43 Attenzione per i viventi

Prendendo Stepper per le briglie Verin lo guidò di persona alla Locanda della Fonte del Vino, con la folla che si apriva per farla passare e poi seguirla. Dannil, Ban e gli alta seguirono a cavallo o a piedi, mischiati con i loro familiari. Sbalorditi dai cambiamenti a Emond’s Field, i ragazzi ancora erano orgogliosi e camminavano a grandi passi anche se zoppicavano, o rimanevano seduti eretti sulle selle; avevano affrontato i Trolloc e fatto ritorno a casa. Le donne abbracciavano i figli, i nipoti e i pronipoti, spesso trattenendo le lacrime, e i loro bassi mormorii creavano un debole brusio doloroso.

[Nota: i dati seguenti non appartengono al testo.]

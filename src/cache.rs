//! Time-bounded cache of daily histories.
//!
//! Entries are keyed by the reference date as well as the product, market and
//! window, so a history computed yesterday is never served today even within
//! the TTL.

use std::collections::HashMap;
use std::time::{Duration, Instant};

use chrono::NaiveDate;
use parking_lot::Mutex;

use crate::models::{DailyHistory, Market, ProductId, Window};

#[derive(Debug, Clone, Copy, PartialEq, Eq, Hash)]
pub struct HistoryKey {
    pub product_id: ProductId,
    pub market: Market,
    pub window: Window,
    pub today: NaiveDate,
}

/// Shared history cache. A `None` TTL disables it entirely.
pub struct HistoryCache {
    ttl: Option<Duration>,
    entries: Mutex<HashMap<HistoryKey, (Instant, DailyHistory)>>,
}

impl HistoryCache {
    pub fn new(ttl: Option<Duration>) -> Self {
        Self {
            ttl,
            entries: Mutex::new(HashMap::new()),
        }
    }

    pub fn disabled() -> Self {
        Self::new(None)
    }

    pub fn ttl(&self) -> Option<Duration> {
        self.ttl
    }

    pub fn is_enabled(&self) -> bool {
        self.ttl.is_some()
    }

    /// Fresh entry for `key`, evicting it if expired.
    pub fn get(&self, key: &HistoryKey) -> Option<DailyHistory> {
        let ttl = self.ttl?;
        let mut entries = self.entries.lock();
        match entries.get(key) {
            Some((stored, history)) if stored.elapsed() < ttl => {
                tracing::debug!(
                    product_id = %key.product_id,
                    market = %key.market,
                    window = key.window.days(),
                    "History cache hit"
                );
                Some(history.clone())
            }
            Some(_) => {
                entries.remove(key);
                None
            }
            None => None,
        }
    }

    pub fn insert(&self, key: HistoryKey, history: DailyHistory) {
        if self.ttl.is_some() {
            self.entries.lock().insert(key, (Instant::now(), history));
        }
    }

    /// Drop every entry for `product_id`. Returns how many were removed.
    pub fn invalidate(&self, product_id: ProductId) -> usize {
        let mut entries = self.entries.lock();
        let before = entries.len();
        entries.retain(|key, _| key.product_id != product_id);
        let removed = before - entries.len();
        if removed > 0 {
            tracing::debug!(product_id = %product_id, removed, "Invalidated cached histories");
        }
        removed
    }

    pub fn clear(&self) {
        self.entries.lock().clear();
    }

    pub fn len(&self) -> usize {
        self.entries.lock().len()
    }

    pub fn is_empty(&self) -> bool {
        self.len() == 0
    }
}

Gli uomini con gli occhi tesi cercavano di nascondere le loro preoccupazioni dietro sorrisi orgogliosi, dando pacche sulle spalle ed esclamando alla vista delle barbe che iniziavano appena a crescere, eppure spesso i loro abbracci si trasformavano in una spalla sulla quale appoggiarsi. Gli innamorati si correvano incontro baciandosi e gridando, in parti uguali per la contentezza e la commiserazione, fratellini e sorelline, incerti, alternavano accessi di pianto e abbracci con occhi sgranati ai fratelli che tutti sembravano trattare come eroi.

Erano le altre voci che Perrin avrebbe voluto non sentire.

«Dov’è Kenley?» Comare Ahan era una bella donna, con delle striature bianche lungo la treccia quasi nera, ma aveva uno sguardo pieno di paura mentre cercava fra i volti e vide occhi che evitavano di incontrare i suoi. «Dov’è Kenley?»

«Bili!» chiamò incerto il vecchio Hu al’Dai. «Qualcuno ha visto Bili al’Dai?»

«... Hu...!»

«... Jared...!»

«... Tim...!»

«... Colly...!»

Davanti alla locanda Perrin cadde di sella nel bisogno di fuggire quei nomi, senza nemmeno fare caso a quali mani lo afferrarono.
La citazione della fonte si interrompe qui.